A billion billion billion pollen grains rain down on me.


It's official! NBC News has announced we're in a pollen vortex. And this comes on the heels of a winter with several polar vortexes. 

Either it's the classic overuse of the word "vortex," or for the nonce, we're in Old Testament trouble. The reports say the lingering winter has delayed the trees, so they are all casting their bread upon the water at the same time (that's from Ecclesiastes, also Old Testament), i.e. a modern day pollen vortex of biblical proportion.

Truth is: tree sex is messy, messy, messy.

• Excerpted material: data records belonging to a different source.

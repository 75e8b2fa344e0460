//! Gray error diffusion: binary and N-level.
//!
//! Both paths share the same two kernel families but not the same scan
//! order. Binary diffusion walks every row left to right; N-level diffusion
//! is serpentine. The asymmetry is kept as-is because packed output for
//! existing panels depends on it.

use std::fmt;
use std::str::FromStr;

use super::buffer::{run_diffusion, WorkingBuffer};
use super::kernel::{Kernel, FLOYD_STEINBERG, JARVIS_JUDICE_NINKE};
use super::levels::Levels;
use super::scan::ScanOrder;
use super::threshold::{self, DARK, LIGHT};
use crate::api::DitherError;

/// Dithering method for the grayscale targets.
#[derive(Debug, Clone, Copy, PartialEq, Eq, Default)]
pub enum GrayDither {
    /// Plain threshold (mono) or rounding to the nearest level.
    #[default]
    None,
    /// 2x2 ordered pattern (`simple2d`).
    Ordered,
    /// Floyd-Steinberg error diffusion.
    FloydSteinberg,
    /// Jarvis-Judice-Ninke error diffusion.
    Jarvis,
}

impl GrayDither {
    pub fn name(self) -> &'static str {
        match self {
            GrayDither::None => "none",
            GrayDither::Ordered => "simple2d",
            GrayDither::FloydSteinberg => "floyd-steinberg",
            GrayDither::Jarvis => "jarvis",
        }
    }

    /// Diffusion kernel, if this method diffuses error.
    pub fn kernel(self) -> Option<&'static Kernel> {
        match self {
            GrayDither::FloydSteinberg => Some(&FLOYD_STEINBERG),
            GrayDither::Jarvis => Some(&JARVIS_JUDICE_NINKE),
            GrayDither::None | GrayDither::Ordered => None,
        }
    }
}

impl fmt::Display for GrayDither {
    fn fmt(&self, f: &mut fmt::Formatter<'_>) -> fmt::Result {
        f.write_str(self.name())
    }
}

impl FromStr for GrayDither {
    type Err = DitherError;

    fn from_str(s: &str) -> Result<Self, Self::Err> {
        match s {
            "" | "none" => Ok(GrayDither::None),
            "simple2d" => Ok(GrayDither::Ordered),
            "floyd-steinberg" => Ok(GrayDither::FloydSteinberg),
            "jarvis" => Ok(GrayDither::Jarvis),
            other => Err(DitherError::UnknownDither(other.to_string())),
        }
    }
}

/// Binary error diffusion to a 0/255 map.
///
/// Raster order only. Each pixel becomes light when its error-adjusted
/// value exceeds `threshold`.
pub fn diffuse_binary(
    gray: &[u8],
    width: usize,
    height: usize,
    kernel: &Kernel,
    threshold: u8,
) -> Vec<u8> {
    let mut buf = WorkingBuffer::from_gray(gray, width, height);
    let mut out = vec![DARK; gray.len()];
    let t = threshold as f32;

    run_diffusion(&mut buf, kernel, ScanOrder::Raster, |idx, [old]| {
        let new = if old > t { LIGHT } else { DARK };
        out[idx] = new;
        [old - new as f32]
    });
    out
}

/// N-level error diffusion to level indices in `0..levels`.
///
/// Serpentine order; taps are mirrored on right-to-left rows.
pub fn diffuse_levels(
    gray: &[u8],
    width: usize,
    height: usize,
    levels: Levels,
    kernel: &Kernel,
) -> Vec<u8> {
    let mut buf = WorkingBuffer::from_gray(gray, width, height);
    let mut out = vec![0; gray.len()];
    let step = levels.step();

    run_diffusion(&mut buf, kernel, ScanOrder::Serpentine, |idx, [val]| {
        let k = levels.quantize(val);
        out[idx] = k;
        [val - k as f32 * step]
    });
    out
}

/// Quantize intensities to a light/dark map (255 = light, 0 = dark).
///
/// The ordered pattern marks bright pixels dark; its output is flipped here
/// so that all four methods share the same polarity.
pub fn dither_mono(
    gray: &[u8],
    width: usize,
    height: usize,
    method: GrayDither,
    threshold: u8,
) -> Vec<u8> {
    match method {
        GrayDither::None => threshold::threshold(gray, threshold),
        GrayDither::Ordered => {
            let mut map = threshold::ordered_mono(gray, width, height, threshold);
            for v in map.iter_mut() {
                *v = 255 - *v;
            }
            map
        }
        GrayDither::FloydSteinberg | GrayDither::Jarvis => {
            let kernel = method.kernel().unwrap_or(&FLOYD_STEINBERG);
            diffuse_binary(gray, width, height, kernel, threshold)
        }
    }
}

/// Quantize intensities to level indices.
pub fn dither_levels(
    gray: &[u8],
    width: usize,
    height: usize,
    levels: Levels,
    method: GrayDither,
) -> Vec<u8> {
    match method {
        GrayDither::None => threshold::round_levels(gray, levels),
        GrayDither::Ordered => threshold::ordered_levels(gray, width, height, levels),
        GrayDither::FloydSteinberg | GrayDither::Jarvis => {
            let kernel = method.kernel().unwrap_or(&FLOYD_STEINBERG);
            diffuse_levels(gray, width, height, levels, kernel)
        }
    }
}
//! Stateless quantizers: every output pixel depends on its input alone
//! (and, for the ordered variants, on its position).

use super::levels::Levels;

/// Light sample value in a mono map.
pub const LIGHT: u8 = 255;
/// Dark sample value in a mono map.
pub const DARK: u8 = 0;

/// 2x2 ordered threshold pattern, indexed `[y & 1][x & 1]`.
pub const PATTERN_2X2: [[u8; 2]; 2] = [[0, 128], [192, 64]];

/// Plain threshold: `v > threshold` is light, everything else dark.
///
/// Idempotent on maps that already hold only 0 and 255, for any threshold
/// below 255.
pub fn threshold(gray: &[u8], threshold: u8) -> Vec<u8> {
    gray.iter()
        .map(|&v| if v > threshold { LIGHT } else { DARK })
        .collect()
}

/// 2x2 ordered pattern blended with a base threshold.
///
/// The per-pixel threshold is `pattern * 0.75 + threshold * 0.25`. A pixel
/// whose intensity exceeds it comes out **dark**; callers that want light
/// input to stay light flip the map (see [`dither_mono`](super::dither_mono)).
pub fn ordered_mono(gray: &[u8], width: usize, height: usize, threshold: u8) -> Vec<u8> {
    let mut out = vec![LIGHT; gray.len()];
    for y in 0..height {
        for x in 0..width {
            let i = y * width + x;
            let t = PATTERN_2X2[y & 1][x & 1] as f32 * 0.75 + threshold as f32 * 0.25;
            if gray[i] as f32 > t {
                out[i] = DARK;
            }
        }
    }
    out
}

/// Round every intensity to its nearest level index.
pub fn round_levels(gray: &[u8], levels: Levels) -> Vec<u8> {
    gray.iter().map(|&v| levels.quantize(v as f32)).collect()
}

/// N-level ordered quantization: the 2x2 pattern nudges each intensity by
/// `(pattern - 128) * 0.5` before rounding.
pub fn ordered_levels(gray: &[u8], width: usize, height: usize, levels: Levels) -> Vec<u8> {
    let mut out = vec![0; gray.len()];
    for y in 0..height {
        for x in 0..width {
            let i = y * width + x;
            let bias = (PATTERN_2X2[y & 1][x & 1] as f32 - 128.0) * 0.5;
            out[i] = levels.quantize((gray[i] as f32 + bias).clamp(0.0, 255.0));
        }
    }
    out
}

Plants have a big problem when it comes to reproduction. The males and females cannot cozy up to one another. Since they are stationary, how do the male pollen grains and the female eggs get together? Somehow they need help. Basically, either a creature like an insect carries the pollen or the wind blows the male particles.

If a tree has a showy flower, like a dogwood or apple, then they rely on insects. That's why they have the flashy blossoms, to attract the pollen carriers. Generally, this pollen doesn’t bother most allergy sufferers because it's heavy and sticky in order to bond itself to the insects' bodies. It doesn't float around freely for us weakling humans to inhale.


Imagine a snout full of these prickly male gametes!
The trees that rely on the wind for pollination, like the maples, birches, cedars, hickories, oaks and pines, do not have showy flowers. They don't need them. But, these trees have to produce tons of tiny, lightweight, barb-covered pollen because the wind is a sloppy messenger and a pretty untargeted way to move things around. It's actually quite messy.

It is estimated that a single male flower—called a catkin—on a birch can produce 5.5 million grains of pollen. And, there can be thousands of male catkins on a single tree. Most of this pollen seems to find either my car, turning it yellow, or my sinuses, turning them achy. 


Or as my doctor once told me, the number one symptom of pollen allergies is lethargy. 

I think anon, I'll take another nap.